Member 5th Jan, 2009 19:08
Score: 0
Posts: 53
User Since: 2nd Jan 2009
System Score: N/A
Location: UK
i appear to have MSMXL 4.0 SP2 (KB936181)
MSMXL 4.0 SP2 (KB954430)
and MSXML 6.0 Parser (KB936181)

tks for the other prog. ill investigate that.
Sophos want me to send them my "Retargetable" file

L

--
Lindzog
Was this reply relevant?
+0
-0
Maurice Joyce RE: misdetection?
Handling Contributor 5th Jan, 2009 21:11
Score: 11295
Posts: 8,718
User Since: 4th Jan 2009
System Score: N/A
Location: UK
Last edited on 5th Jan, 2009 23:19
Nice to see that Sophos are interested in the issue. Are U going to post the result?

We appear to differ on MSXML 6 Parsar Mine is KB933579
Your KB number appears to be the same for MSXML 4 & 6



--
Maurice

Windows 7 SP1 64 Bit OS
HP Intel Pentium i7
IE 11 for Windows 7 SP1
16GB RAM
Was this reply relevant?
+0
-0
lindzog RE: misdetection?
Member 5th Jan, 2009 23:26
Score: 0
Posts: 53
User Since: 2nd Jan 2009
System Score: N/A
Location: UK
Glad to. Sophos said the following:

"The file location that you are seeing is the original installer. This is not what is currently running your AV but rather what installed it in the first place. The files in it are old but they are also irrelevant because they are only used during the install process."

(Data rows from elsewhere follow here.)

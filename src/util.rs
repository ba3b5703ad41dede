use serde::Deserialize;
use tracing::{error, warn};

use crate::StdResult;

pub trait ResLog<T, E> {
    fn twarn(self) -> StdResult<T, E>;
    fn terror(self) -> StdResult<T, E>;
}

impl<T, E: std::fmt::Display> ResLog<T, E> for StdResult<T, E> {
    #[track_caller]
    fn twarn(self) -> StdResult<T, E> {
        let loc = std::panic::Location::caller();
        self.inspect_err(|err| {
            warn!(
                %err,
                "Error at {}:{}:{}",
                loc.file().replace("\\", "/"),
                loc.line(),
                loc.column()
            );
        })
    }

    #[track_caller]
    fn terror(self) -> StdResult<T, E> {
        let loc = std::panic::Location::caller();
        self.inspect_err(|err| {
            error!(
                %err,
                "Error at {}:{}:{}",
                loc.file().replace("\\", "/"),
                loc.line(),
                loc.column()
            );
        })
    }
}

fn count_digits(bytes: &[u8], start: usize) -> usize {
    bytes
        .get(start..)
        .map_or(0, |rest| rest.iter().take_while(|b| b.is_ascii_digit()).count())
}

/// Parses the leading integer of `s`, ignoring whatever follows it
/// (`"440abc"` is `440`, `"1.5"` is `1`).
pub fn parse_int_prefix(s: &str) -> Option<i64> {
    let s = s.trim_start();
    let bytes = s.as_bytes();
    let sign = usize::from(matches!(bytes.first(), Some(b'+' | b'-')));
    let digits = count_digits(bytes, sign);
    if digits == 0 {
        return None;
    }
    s[..sign + digits].parse().ok()
}

/// Parses the leading decimal number of `s`, ignoring whatever follows it
/// (`"50.5%"` is `50.5`, `"abc"` is `None`).
pub fn parse_float_prefix(s: &str) -> Option<f64> {
    let s = s.trim_start();
    let bytes = s.as_bytes();
    let sign = usize::from(matches!(bytes.first(), Some(b'+' | b'-')));

    if s[sign..].starts_with("Infinity") {
        return Some(if bytes[0] == b'-' {
            f64::NEG_INFINITY
        } else {
            f64::INFINITY
        });
    }

    let int_digits = count_digits(bytes, sign);
    let mut end = sign + int_digits;
    let mut frac_digits = 0;
    if bytes.get(end) == Some(&b'.') {
        frac_digits = count_digits(bytes, end + 1);
        if frac_digits > 0 {
            end += 1 + frac_digits;
        }
    }
    if int_digits == 0 && frac_digits == 0 {
        return None;
    }

    if matches!(bytes.get(end), Some(b'e' | b'E')) {
        let exp_sign = usize::from(matches!(bytes.get(end + 1), Some(b'+' | b'-')));
        let exp_digits = count_digits(bytes, end + 1 + exp_sign);
        if exp_digits > 0 {
            end += 1 + exp_sign + exp_digits;
        }
    }

    s[..end].parse().ok()
}

/// Parses the whole of `s` as a number literal: decimal (`"1.5e3"`, `".5"`),
/// `0x`/`0o`/`0b` integers, or exactly `Infinity`. Blank text is `0`.
/// Spellings like `"inf"` or `"NaN"` and trailing junk are `None`.
pub fn parse_number_literal(s: &str) -> Option<f64> {
    let s = s.trim();
    if s.is_empty() {
        return Some(0.0);
    }

    match s {
        "Infinity" | "+Infinity" => return Some(f64::INFINITY),
        "-Infinity" => return Some(f64::NEG_INFINITY),
        _ => {}
    }

    let radix = match s.get(..2) {
        Some("0x" | "0X") => Some(16),
        Some("0o" | "0O") => Some(8),
        Some("0b" | "0B") => Some(2),
        _ => None,
    };
    if let Some(radix) = radix {
        return u128::from_str_radix(&s[2..], radix)
            .ok()
            .filter(|_| !s[2..].starts_with('+'))
            .map(|n| n as f64);
    }

    let is_decimal = s
        .bytes()
        .all(|b| b.is_ascii_digit() || matches!(b, b'.' | b'e' | b'E' | b'+' | b'-'));
    if !is_decimal || !s.bytes().any(|b| b.is_ascii_digit()) {
        return None;
    }
    s.parse().ok()
}

/// Accepts any JSON value where a string is expected. Null and missing
/// become empty, other scalars keep their JSON text.
pub fn lenient_string<'de, D>(deserializer: D) -> StdResult<String, D::Error>
where
    D: serde::Deserializer<'de>,
{
    Ok(match serde_json::Value::deserialize(deserializer)? {
        serde_json::Value::Null => String::new(),
        serde_json::Value::String(s) => s,
        other => other.to_string(),
    })
}

/// Accepts numbers or numeric strings, falling back to `0`.
pub fn lenient_timestamp<'de, D>(deserializer: D) -> StdResult<i64, D::Error>
where
    D: serde::Deserializer<'de>,
{
    Ok(match serde_json::Value::deserialize(deserializer)? {
        serde_json::Value::Number(n) => n
            .as_i64()
            .or_else(|| n.as_f64().filter(|f| f.is_finite()).map(|f| f as i64))
            .unwrap_or(0),
        serde_json::Value::String(s) => s.trim().parse().unwrap_or(0),
        _ => 0,
    })
}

This would suggest if deleted these set up files, the false detection might disappear. But I dont think i will.

Still not clear what to do about those MSXML things.
Not clear how to use Raproducts either. What do you do with it when you get to the wesbsite?

--
Lindzog
Was this reply relevant?
+0
-0
Maurice Joyce RE: misdetection?
Handling Contributor 5th Jan, 2009 23:43
Score: 11295
Posts: 8,718
User Since: 4th Jan 2009
System Score: N/A
Location: UK
Last edited on 5th Jan, 2009 23:50
I would put an ignore on Sophos - clearly has an exe file in that secunia noted was out of date - not sure it can be exploited if in a setup folder.

Java Removal.

Use the link I gave U
Once in the website click the Windows Binary (zip) file
That will take U to the Sourceforge.net site & it will commence to download once U give it normal permission.
Save to desktop.
Click desktop icon & the zip should open for U to see the RA exe file
Click that and the cleaner appears on desktop

MSXML - I am lucky - mine is OK but looking at other threads it looks like a minefild. Let us hope someone picks up the thread to advise - I would certainly be interested

Java use JAVA & JRE - it can be confusing but they are the same thing.

--
Maurice

Windows 7 SP1 64 Bit OS
HP Intel Pentium i7
IE 11 for Windows 7 SP1
16GB RAM
Was this reply relevant?
+0
-0
lindzog RE: misdetection?
Member 5th Jan, 2009 23:47
Score: 0
Posts: 53
User Since: 2nd Jan 2009
System Score: N/A
Location: UK
yes i downloaded and extracted it. i think its all done now. I just had a bit of glitch because i wasnt clear whether the JRE file i had was different from the normal Java update. So when I tried to download the latest version, i had several failed downloads. Anyway I cleaned/removd the old JRE using the tool and it says i have the latest version so guess all is well. tks for that.

--
Lindzog
Was this reply relevant?
+0
-0
-B-K- RE: misdetection?
Member 6th Jan, 2009 12:12
Score: 0
Posts: 13
User Since: 19th Dec 2008
System Score: N/A
Location: N/A
Last edited on 6th Jan, 2009 12:15
If I should choose between Sophos AntiVirus and PSI I would without a doubt choose PSI.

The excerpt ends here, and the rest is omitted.